— PROBLEM —
The answer must consist of every line below containing "workers".

— DATA RECORDS —

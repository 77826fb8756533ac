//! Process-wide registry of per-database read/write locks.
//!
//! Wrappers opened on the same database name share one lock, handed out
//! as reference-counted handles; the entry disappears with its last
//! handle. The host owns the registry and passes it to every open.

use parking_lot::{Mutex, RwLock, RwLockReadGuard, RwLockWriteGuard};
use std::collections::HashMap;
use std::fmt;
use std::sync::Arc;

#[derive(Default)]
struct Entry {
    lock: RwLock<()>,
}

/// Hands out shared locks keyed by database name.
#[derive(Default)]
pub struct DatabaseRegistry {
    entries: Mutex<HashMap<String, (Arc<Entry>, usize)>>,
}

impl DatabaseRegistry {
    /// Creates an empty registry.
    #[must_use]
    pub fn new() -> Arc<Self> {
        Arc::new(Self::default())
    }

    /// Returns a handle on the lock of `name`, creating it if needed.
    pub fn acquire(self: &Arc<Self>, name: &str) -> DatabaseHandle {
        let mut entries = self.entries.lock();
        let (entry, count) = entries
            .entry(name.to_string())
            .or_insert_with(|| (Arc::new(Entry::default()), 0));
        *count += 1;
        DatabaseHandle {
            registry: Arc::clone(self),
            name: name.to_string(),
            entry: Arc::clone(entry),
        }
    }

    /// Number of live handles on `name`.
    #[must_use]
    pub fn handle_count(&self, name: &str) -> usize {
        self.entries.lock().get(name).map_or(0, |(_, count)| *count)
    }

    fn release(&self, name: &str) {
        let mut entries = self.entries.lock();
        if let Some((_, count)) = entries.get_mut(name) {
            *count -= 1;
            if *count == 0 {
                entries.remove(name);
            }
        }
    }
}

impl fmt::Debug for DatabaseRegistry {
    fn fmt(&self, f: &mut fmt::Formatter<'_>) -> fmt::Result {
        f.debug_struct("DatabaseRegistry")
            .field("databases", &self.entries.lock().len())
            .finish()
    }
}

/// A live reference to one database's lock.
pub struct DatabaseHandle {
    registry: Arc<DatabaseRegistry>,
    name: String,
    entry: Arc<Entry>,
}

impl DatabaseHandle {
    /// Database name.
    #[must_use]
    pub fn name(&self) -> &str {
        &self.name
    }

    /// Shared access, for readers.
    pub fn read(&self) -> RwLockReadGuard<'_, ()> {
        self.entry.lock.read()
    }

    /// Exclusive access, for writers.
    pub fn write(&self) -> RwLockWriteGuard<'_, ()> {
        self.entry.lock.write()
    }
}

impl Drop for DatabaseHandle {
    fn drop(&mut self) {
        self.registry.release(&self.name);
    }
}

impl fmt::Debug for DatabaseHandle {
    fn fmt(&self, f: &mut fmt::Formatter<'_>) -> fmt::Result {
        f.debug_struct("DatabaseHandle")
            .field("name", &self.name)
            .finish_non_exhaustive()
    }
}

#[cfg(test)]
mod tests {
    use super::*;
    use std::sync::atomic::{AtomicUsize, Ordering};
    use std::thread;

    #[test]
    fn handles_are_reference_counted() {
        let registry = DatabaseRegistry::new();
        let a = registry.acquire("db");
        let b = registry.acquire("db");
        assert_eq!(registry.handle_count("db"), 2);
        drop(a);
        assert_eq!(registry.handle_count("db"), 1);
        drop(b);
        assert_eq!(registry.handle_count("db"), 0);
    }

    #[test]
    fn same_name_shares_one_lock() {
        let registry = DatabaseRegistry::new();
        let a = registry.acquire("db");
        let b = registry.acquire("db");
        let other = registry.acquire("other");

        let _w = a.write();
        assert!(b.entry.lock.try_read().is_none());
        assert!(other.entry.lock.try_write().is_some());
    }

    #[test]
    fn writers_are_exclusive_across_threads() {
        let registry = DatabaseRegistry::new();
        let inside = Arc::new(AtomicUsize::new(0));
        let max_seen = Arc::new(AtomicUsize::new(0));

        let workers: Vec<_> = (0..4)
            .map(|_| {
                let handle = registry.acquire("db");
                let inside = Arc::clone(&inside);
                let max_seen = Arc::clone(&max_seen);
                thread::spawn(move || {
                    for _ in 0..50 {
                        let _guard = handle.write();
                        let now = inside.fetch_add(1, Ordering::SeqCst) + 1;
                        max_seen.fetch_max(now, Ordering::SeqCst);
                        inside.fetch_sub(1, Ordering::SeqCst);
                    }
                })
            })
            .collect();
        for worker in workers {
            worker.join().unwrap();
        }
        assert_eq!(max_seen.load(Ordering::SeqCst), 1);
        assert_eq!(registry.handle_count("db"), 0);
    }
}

— OUTPUT OF THE TASK —
        let workers: Vec<_> = (0..4)
        for worker in workers {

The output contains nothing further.